Scheer Justin K, Bakhsheshian Joshua, Keefe Malla K, Lafage Virginie, Bess Shay, Protopsaltis Themistocles S, Burton Douglas C, Hart Robert A, Shaffrey Christopher I, Schwab Frank, Smith Justin S, Smith Zachary A, Koski Tyler R, Ames Christopher P
School of Medicine, University of California, San Diego, La Jolla.
Department of Neurological Surgery, Keck School of Medicine, University of Southern California, Los Angeles.
Clin Spine Surg. 2017 Dec;30(10):E1434-E1443. doi: 10.1097/BSD.0000000000000521.
Multicenter prospective pilot study.
To evaluate if continuous physical activity monitoring by a personal electronic 3-dimensional accelerometer device is feasible and can provide objective data that correlates with patient-reported outcomes following spine surgery.
Self-reported health-related quality-of-life (HRQOL) metrics are inherently limited by being very subjective, having a low frequency of data collection, and inconsistent follow-up.
Inclusion criteria: adults (18+), thoracolumbar deformity or degenerative disease, and regular access to a computer with internet connection. Physical activity parameters included: number of daily steps, maximum hourly steps, and activity intensity. Patients completed the Oswestry Disability Index (ODI), the Short-Form Health Survey 36 (SF-36), and the Scoliosis Research Society-22r (SRS22) preoperatively and postoperatively at 6 weeks, 3 months, and 6 months.

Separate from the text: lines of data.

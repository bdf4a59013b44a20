//! Shared primitives for all Rust crates in Accord.

#![forbid(unsafe_code)]

use serde::{Deserialize, Serialize};
use thiserror::Error;

/// Result type used across Accord crates.
pub type AppResult<T> = Result<T, AppError>;

/// A validated non-empty UTF-8 string.
#[derive(Debug, Clone, PartialEq, Eq, Hash, Serialize, Deserialize)]
pub struct NonEmptyString(String);

impl NonEmptyString {
    /// Creates a validated non-empty string.
    pub fn new(value: impl Into<String>) -> AppResult<Self> {
        let value = value.into();
        if value.trim().is_empty() {
            return Err(AppError::Validation(
                "value must not be empty or whitespace".to_owned(),
            ));
        }

        Ok(Self(value))
    }

    /// Returns the underlying string slice.
    #[must_use]
    pub fn as_str(&self) -> &str {
        self.0.as_str()
    }
}

impl From<NonEmptyString> for String {
    fn from(value: NonEmptyString) -> Self {
        value.0
    }
}

/// Common application error categories.
#[derive(Debug, Error)]
pub enum AppError {
    /// Invalid input or violated invariant.
    #[error("validation error: {0}")]
    Validation(String),

    /// Request could not be delivered or the backend answered with a non-success status.
    #[error("transport error: {0}")]
    Transport(String),

    /// Backend answered but the body did not match the expected shape.
    #[error("decode error: {0}")]
    Decode(String),

    /// Internal unexpected error.
    #[error("internal error: {0}")]
    Internal(String),
}

impl AppError {
    /// Returns true when the error came from the request boundary rather than caller input.
    #[must_use]
    pub fn is_request_failure(&self) -> bool {
        matches!(self, Self::Transport(_) | Self::Decode(_))
    }
}

#[cfg(test)]
mod tests {
    use super::{AppError, NonEmptyString};

    #[test]
    fn non_empty_string_rejects_whitespace() {
        let result = NonEmptyString::new("   ");
        assert!(result.is_err());
    }

    #[test]
    fn transport_and_decode_count_as_request_failures() {
        assert!(AppError::Transport("connection refused".to_owned()).is_request_failure());
        assert!(AppError::Decode("expected array".to_owned()).is_request_failure());
        assert!(!AppError::Validation("page 0".to_owned()).is_request_failure());
    }
}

Thirty-two patients were enrolled, 8 (25%) withdrew, 1 (3.1%) died, and 1 (3.1%) did not end up undergoing surgery resulting in 22 (68.8%) available patients. Mean preoperative and postoperative step ranges were 1278±767 to 17,800±6464 and 891±587 to 12,655±7038, respectively. Eleven patients improved in mean total daily steps at the final postoperative month with 2 having significant improvements (P<0.05). Five patients did not significantly change (P>0.05) and 6 patients had significantly lower mean total daily steps at 6 months (P<0.05). The entire cohort significantly improved in ODI, SF-36 Physical Component Summary, SRS Activity, SRS Appearance, SRS Mental, SRS Satisfaction, and SRS Total score at 6 months postoperative (P<0.05 for all). Both ODI and Physical Component Summary were significantly correlated with preoperative average total daily steps (r=-0.61, P=0.0058 and r=0.60, P=0.0114, respectively). No other HRQOL metrics were significantly correlated at baseline or at 6 months postoperative (P>0.05).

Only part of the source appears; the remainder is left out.